VantageScore, the company that generates the credit score you see here, uses five major categories of information, all of which was reported to the credit bureaus by your lenders to generate scores that range from 350 to 850 (higher is better, of course). Each category is weighed differently. Here’s a breakdown:

  • 40% is based on your payment history, and whether you pay on time.
  • 21% is the age and type of credit you have. This percentage factors in how long you’ve had different kinds of credit accounts open. The older and more diverse (auto, mortgage, credit card) your credit is, the better.
  • 23% is your credit utilization. Also known as credit usage, it’s the ratio between the total balance you owe and your total credit limit on your accounts. It’s best to keep your credit utilization below 30 percent — this is because if you are consistently maxing out your credit cards, it’ll look like you need money in the eyes of a lender.
  • 11% is based on your total amount of recently reported balances on your credit accounts. You’ll want to keep your balances generally low because that’ll suggest to lenders that you are capable of making your payments on time.
  • 5% is based on recent credit applications. Opening multiple credit accounts in a short period of time could represent a greater risk for lenders — multiple recent inquiries may worry lenders that you are applying to so many places because you are unable to qualify for credit — or because you need money in a pinch — so avoid opening too many accounts too quickly. (You don’t have to worry about this if you’re shopping for a mortgage or car loan. All inquiries within a 14 day period count as a single one.)
  • If you want to raise your score, you can do a few key things.

  • Pull your credit reports. The three major credit scoring bureaus, TransUnion, Equifax and Experian, will each allow you one free copy of your report a year. Plus, if your financial institution is a SavvyMoney partner you have access to your report and score daily. If you get a copy directly from the credit scoring bureaus I suggest spreading them out by pulling one every four months). If you find an error on your report, you should dispute it. Simple mistakes – the wrong address or a misspelling of your name – can be fixed by calling the creditor and asking for an update. If they won’t oblige, or the error is more complicated, you should dispute directly with the credit bureaus. You can do this online.
  • Pay your bills on time. One day late is still considered late, and just one late payment can lower your score.
  • Pay down credit card debt. You don’t want to be using more than 30% of the of the total credit available to you. Keeping your utilization well below that (closer to 10%) can give your score a boost.
  • Hang onto old cards. Your credit score benefits from long relationships with lenders, so cut them up, but don’t cancel them if you can help it.

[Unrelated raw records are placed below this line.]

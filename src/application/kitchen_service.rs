use chrono::{DateTime, Utc};
use serde::Serialize;
use uuid::Uuid;

use crate::domain::errors::DomainError;
use crate::domain::kitchen::{ItemStatus, KitchenTicket, Priority, Station};
use crate::domain::ports::{Clock, ProductCatalog};

/// Kitchen display counters, taken against one instant.
#[derive(Debug, Clone, PartialEq, Eq, Serialize)]
pub struct KitchenSummary {
    pub active: usize,
    pub ready: usize,
    pub overdue: usize,
    pub high_priority: usize,
    pub average_progress: u8,
    pub bumped: usize,
}

/// Tickets the kitchen is working on. Items are routed to stations by their
/// product's catalog category when the ticket arrives.
pub struct KitchenService<C> {
    catalog: C,
    tickets: Vec<KitchenTicket>,
    bumped: usize,
}

impl<C: ProductCatalog> KitchenService<C> {
    pub fn new(catalog: C) -> Self {
        Self {
            catalog,
            tickets: Vec::new(),
            bumped: 0,
        }
    }

    pub fn submit(&mut self, mut ticket: KitchenTicket) -> Uuid {
        let catalog = &self.catalog;
        ticket.assign_stations(|product_id| {
            catalog
                .find(product_id)
                .and_then(|p| Station::for_category(&p.category))
        });
        log::info!(
            "ticket {} queued: {} order, {} items, {:?} priority",
            ticket.id,
            ticket.order_type,
            ticket.items.len(),
            ticket.priority
        );
        let id = ticket.id;
        self.tickets.push(ticket);
        id
    }

    pub fn ticket(&self, id: Uuid) -> Result<&KitchenTicket, DomainError> {
        self.tickets
            .iter()
            .find(|t| t.id == id)
            .ok_or(DomainError::TicketNotFound(id))
    }

    fn ticket_mut(&mut self, id: Uuid) -> Result<&mut KitchenTicket, DomainError> {
        self.tickets
            .iter_mut()
            .find(|t| t.id == id)
            .ok_or(DomainError::TicketNotFound(id))
    }

    pub fn advance_item(
        &mut self,
        ticket_id: Uuid,
        product_id: Uuid,
        to: ItemStatus,
    ) -> Result<(), DomainError> {
        self.ticket_mut(ticket_id)?.advance_item(product_id, to)
    }

    pub fn set_priority(&mut self, ticket_id: Uuid, priority: Priority) -> Result<(), DomainError> {
        self.ticket_mut(ticket_id)?.priority = priority;
        Ok(())
    }

    /// Removes a finished ticket from the queue and hands it back.
    pub fn bump(&mut self, ticket_id: Uuid) -> Result<KitchenTicket, DomainError> {
        let index = self
            .tickets
            .iter()
            .position(|t| t.id == ticket_id)
            .ok_or(DomainError::TicketNotFound(ticket_id))?;
        if !self.tickets[index].is_ready() {
            log::warn!("ticket {}: bump rejected, items still in progress", ticket_id);
            return Err(DomainError::TicketNotReady(ticket_id));
        }
        self.bumped += 1;
        log::info!("ticket {} bumped", ticket_id);
        Ok(self.tickets.remove(index))
    }

    /// Active tickets, most urgent first and oldest first within a priority.
    /// With a station, only tickets with at least one item there are listed.
    pub fn queue(&self, station: Option<Station>) -> Vec<&KitchenTicket> {
        let mut listed: Vec<&KitchenTicket> = self
            .tickets
            .iter()
            .filter(|t| station.map_or(true, |s| t.uses_station(s)))
            .collect();
        listed.sort_by(|a, b| {
            b.priority
                .cmp(&a.priority)
                .then(a.started_at.cmp(&b.started_at))
        });
        listed
    }

    pub fn summary(&self, clock: &dyn Clock) -> KitchenSummary {
        self.summary_at(clock.now())
    }

    pub fn summary_at(&self, now: DateTime<Utc>) -> KitchenSummary {
        let active = self.tickets.len();
        let average_progress = if active == 0 {
            0
        } else {
            let total: usize = self
                .tickets
                .iter()
                .map(|t| t.progress_percent(now) as usize)
                .sum();
            ((total + active / 2) / active) as u8
        };

        KitchenSummary {
            active,
            ready: self.tickets.iter().filter(|t| t.is_ready()).count(),
            overdue: self.tickets.iter().filter(|t| t.is_overdue(now)).count(),
            high_priority: self.tickets.iter().filter(|t| t.is_high_priority()).count(),
            average_progress,
            bumped: self.bumped,
        }
    }
}
use bigdecimal::BigDecimal;
use thiserror::Error;
use uuid::Uuid;

use super::kitchen::ItemStatus;
use super::table::{TableStatus, Trigger};
use super::transaction::TransactionStatus;

#[derive(Debug, Clone, PartialEq, Error)]
pub enum DomainError {
    #[error("Invalid quantity {quantity} for product {product_id}")]
    InvalidQuantity { product_id: Uuid, quantity: i32 },

    #[error("Invalid unit price {0}: must not be negative")]
    InvalidPrice(BigDecimal),

    #[error("Invalid discount {0}%: must be between 0 and 100")]
    InvalidDiscount(BigDecimal),

    #[error("Item not found: {0}")]
    ItemNotFound(Uuid),

    #[error("Order has no items")]
    EmptyOrder,

    #[error("Cannot {trigger} while {status}; allowed: {}", format_triggers(.allowed))]
    IllegalTransition {
        status: TableStatus,
        trigger: Trigger,
        allowed: Vec<Trigger>,
    },

    #[error("Party of {party_size} exceeds capacity {capacity} of table {table}")]
    CapacityExceeded {
        table: u32,
        party_size: u32,
        capacity: u32,
    },

    #[error("Invalid party size: {0}")]
    InvalidPartySize(u32),

    #[error("Reservation time must be in the future")]
    ReservationNotInFuture,

    #[error("Table not found: {0}")]
    TableNotFound(u32),

    #[error("Table {0} has no open order")]
    NoOpenOrder(u32),

    #[error("Duplicate table number: {0}")]
    DuplicateTable(u32),

    #[error("Product not found: {0}")]
    ProductNotFound(Uuid),

    #[error("Kitchen item cannot move from {from} to {to}")]
    IllegalItemTransition { from: ItemStatus, to: ItemStatus },

    #[error("Missing {0}")]
    MissingCustomerDetail(&'static str),

    #[error("Kitchen ticket not found: {0}")]
    TicketNotFound(Uuid),

    #[error("Kitchen ticket {0} still has items in progress")]
    TicketNotReady(Uuid),

    #[error("Transaction not found: {0}")]
    TransactionNotFound(Uuid),

    #[error("Transaction {id} is {status}, expected {expected}")]
    IllegalPaymentTransition {
        id: Uuid,
        status: TransactionStatus,
        expected: TransactionStatus,
    },
}

fn format_triggers(triggers: &[Trigger]) -> String {
    if triggers.is_empty() {
        return "none".to_string();
    }
    triggers
        .iter()
        .map(ToString::to_string)
        .collect::<Vec<_>>()
        .join(", ")
}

  • Be thoughtful about shopping for new credit. Every time you apply for a new card or loan, the lender takes a peek at your credit history, which dings your score.
  • Spread your debts around. The mix of credit you have in your file—mortgages, student loans, auto loans, credit cards—shows that you can juggle debt from multiple sources.
  • Remember that time – and patience – are key. You shouldn’t expect a change overnight, but you will see improvement over the course of 12 to 18 months – shorter, if your score is already fairly high and you’re just looking for a bit of jump.